The result was an aroused public opinion, which, it appears at this point in time, will result in community action to eliminate the hazards and prevent the condition occurring in the future.

Our students saw this health program in all of its stages, from the design for the collection of data to the public action and the results. I know of no teaching which can be as effective as this. This was a laboratory in the best sense of the word. We need a great deal more of this kind of teaching, but it requires personnel and personnel cost

money.

At the present time we have reached the saturation point insofar as our teacher-student ratio is concerned. We cannot improve the situation because we haven't the funds to do it. We are admitting this fall the largest class since I have been dean here. We will admit 141 new freshmen, which is 10 more than were admitted last year, and, I might add, 10 of those freshmen are black students. If these students are to receive what they are capable of absorbing

Senator EAGLETON. What percentage of last year's 130 admittees were black?
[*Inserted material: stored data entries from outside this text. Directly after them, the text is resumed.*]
//! 認証情報の解決

use std::sync::Arc;

use axum::http::HeaderMap;
use relaygate_domain::credential::CredentialPair;

use super::SessionStore;

/// リクエストから現在の認証情報ペアを解決する
///
/// 起動時に選んだ [`TokenStrategy`](super::TokenStrategy) に従い、暗号化セッション
/// または生トークン Cookie を読む。次の場合は `None`（認証情報なし）:
///
/// - Cookie がない、または復号できない
/// - `isLoggedIn` が false
/// - アクセストークン・リフレッシュトークンのどちらかが空
///
/// 読み取りのみで、Cookie の状態は変更しない。
#[derive(Clone)]
pub struct CredentialResolver {
    store: Arc<SessionStore>,
}

impl CredentialResolver {
    pub fn new(store: Arc<SessionStore>) -> Self {
        Self { store }
    }

    pub fn resolve(&self, headers: &HeaderMap) -> Option<CredentialPair> {
        self.store.open(headers).credential()
    }
}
Dr. FELIX. Two, two students.

Senator EAGLETON. Last year 128 white, two black. What is it this year?

Dr. FELIX. 141 students, 131 white, 10 black, and we expect to move from that point forward as we have faculty.

Many of these students, these 10, have educational deficiencies such that they are going to require some special attention. This means more of a person-to-person kind of teaching, and will require more personnel.

Senator EAGLETON. Is it person-to-person teaching in the sciences or even beyond the sciences?

Dr. FELIX. More in the sciences, Senator. I would hope that by the time the student becomes a junior, he will have come abreast, as far as the underpinning material is concerned, with the rest of his class, so that from then on it is every man for himself. I might say that our experience here over the last few years has been essentially no failures after the second year of school.